Fragmento del artículo publicado con este título en Ignasi Duarte y Roger Bernat, eds, Querido público. El espectador ante la participación: jugadores, usuarios, prosumers y fans (Cendeac, Murcia, 2004, pp. 103-117)
Hordas espectadoras
Fans, hooligans y otras formas de audiencia en turba
Fans, hooligans y otras formas de audiencia en turba
Manuel Delgado
¿Qué es “el público”? ¿A qué llamamos “público espectador”? Como en tantos
casos, se hace indispensable tener presente la genealogía de los conceptos que
empleamos, por familiares que nos resulten y por obvio que pueda sernos su
significado. Como es sabido, ha sido Júrgen Habermas (Historia y crítica de la opinión pública, Gustavo Gili) quien más ha
indagado en la historia de esa noción de público,
indefectiblemente vinculada al proyecto cultural y politico de la
Modernidad. Lo hizo para desverlárnoslo haciendo referencia a un tipo de
agrupación social constituida por individuos supuestamente libres e iguales,
que evalúan aquello que se expone a su juicio –lo que se hace público– a partir de criterios racionales de valor, bondad y
calidad. La idea de público se conforma como una derivación de la publicidad
ilustrada, ideal filosófico inspirado en Kant que fundamenta el
consenso democrático y la racionalización moral de la política, basándose en un
principio de solidaridad comunicativa en que es posible y necesario un acuerdo
interaccional y una conformación discursiva coproducida. Todo ello de acuerdo
con el ideal de una sociedad culta formada por personas privadas que, siguiendo
el modelo del burgués librepensador, establecen entre si un concierto racional,
en el sentido de que hacen un uso público de su raciocinio en orden a un
control pragmático de la verdad.
En cuanto a sus
fuentes teóricas, a John Dewey (La opinión pública y sus poroblemas, Morata, publicado en 1927) le corresponde una de las
principales formalizaciones de esa categoría de público, destinada a aludir a una asociación característica, frente
a otras formas de comunidad humana, de las sociedades democráticas. Uno de sus
rasgos principales sería el de la reflexividad, en el sentido de que sus
componentes serían conscientes en todo momento de su papel activo y responsable
a la hora de tener en cuenta las consecuencias de la acción propia y de la
ajena, al tiempo que toda convicción, cualquier afirmación, podía ser puesta a
prueba mediante el debate y la deliberación.
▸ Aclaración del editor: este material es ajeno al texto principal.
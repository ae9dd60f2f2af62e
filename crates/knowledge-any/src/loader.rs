// SPDX-License-Identifier: Apache-2.0 OR MIT
// Copyright (c) 2025-2026 naskel.com

//! YAML tag registration.
//!
//! Lets deployments declare their application tags next to the rest of
//! their configuration instead of in code.
//!
//! # Example YAML
//!
//! ```yaml
//! # knowledge_types.yaml
//! tags:
//!   readings: seq<float64>
//!   labels: map<string>
//!   station_id: uint16
//!
//! aliases:
//!   temps: dblvec
//!   samples: readings
//! ```
//!
//! Object kinds cannot be declared here; their adapters must be registered
//! in code with [`TypeRegistry::register_adapter`].

use crate::error::AnyError;
use crate::kind::Kind;
use crate::registry::{TypeRegistry, TypeTag};
use serde::Deserialize;
use std::collections::BTreeMap;
use std::fs;
use std::path::Path;
use thiserror::Error;

/// Errors from loading or applying a tag document.
#[derive(Debug, Error)]
pub enum LoaderError {
    #[error("failed to read tag file: {0}")]
    Io(#[from] std::io::Error),

    #[error("failed to parse YAML: {0}")]
    Yaml(#[from] serde_yaml::Error),

    #[error("registration failed: {0}")]
    Registry(#[from] AnyError),
}

/// Root document.
#[derive(Debug, Default, Deserialize)]
#[serde(deny_unknown_fields)]
pub struct TagDocument {
    /// Tag name -> kind grammar.
    #[serde(default)]
    pub tags: BTreeMap<String, String>,

    /// Tag name -> existing tag name.
    #[serde(default)]
    pub aliases: BTreeMap<String, String>,
}

/// YAML tag loader.
pub struct RegistryLoader;

impl RegistryLoader {
    /// Load a tag document from a file.
    pub fn load_from_file<P: AsRef<Path>>(path: P) -> Result<TagDocument, LoaderError> {
        let content = fs::read_to_string(path)?;
        Self::parse_yaml(&content)
    }

    /// Parse a tag document from a string.
    pub fn parse_yaml(yaml_content: &str) -> Result<TagDocument, LoaderError> {
        Ok(serde_yaml::from_str(yaml_content)?)
    }

    /// Register every tag, then every alias, in name order.
    ///
    /// All or nothing: on error `registry` is left as it was.
    pub fn apply(
        doc: &TagDocument,
        registry: &mut TypeRegistry,
    ) -> Result<Vec<TypeTag>, LoaderError> {
        let mut staged = registry.clone();
        let mut added = Vec::with_capacity(doc.tags.len() + doc.aliases.len());

        for (name, spec) in &doc.tags {
            let kind: Kind = spec.parse()?;
            added.push(staged.register(name, kind)?);
        }
        for (name, existing) in &doc.aliases {
            added.push(staged.alias(name, existing)?);
        }

        log::debug!("[TypeRegistry] loaded {} tags from YAML", added.len());
        *registry = staged;
        Ok(added)
    }

    /// Read `path` and apply it to `registry`.
    pub fn load_into<P: AsRef<Path>>(
        path: P,
        registry: &mut TypeRegistry,
    ) -> Result<Vec<TypeTag>, LoaderError> {
        let doc = Self::load_from_file(path)?;
        Self::apply(&doc, registry)
    }
}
Pero conviene remarcar que esa
filosofía estaba en buena medida concebida precisamente para sentar las bases
doctrinales de una auténtica democratización de las muchedumbres urbanas, a las
que el proceso de constitución de la civilización industrial había estado
otorgando desde hacía décadas un papel central, tantas veces inquietante para
el gran proyecto burgués de una desconflictivización generalizada de las
relaciones sociales.
Es ahí que nos
debería resultar igualmente importante recordar lo que ese concepto de público le debe a uno de los pensadores
más interesantes de la primera sociología francesa: Gabriel Tarde. Para Tarde el público implica un tipo de acción colectiva que
sólo se pueden entender en contraposición a la multitud, ese personaje al que,
en efecto, se había visto protagonizando a lo largo del siglo XIX todo tipo de
revoluciones y algaradas sociales y a las que la primera psicología de masas
–Izoulet, Sighelle, Rossi, Le Bon, más tarde el propio Freud– estaba
atribuyendo un condición infantil, criminal, bestial, primitiva, incluso
diabólica, sobre todo por su tendencia a convertirse en populacho. Ese tipo de
agregado humano, sobre cuya preeminencia el mundo contemporáneo alertara Ortega
y Gasset en su conocido ensayo La
rebelión de las masas, ha continuado siendo localizado en el momento
actual, sobre todo en revueltas “sin ideas” como las que ya en pleno siglo XXI
han conocido las periferias de las ciudades francesas.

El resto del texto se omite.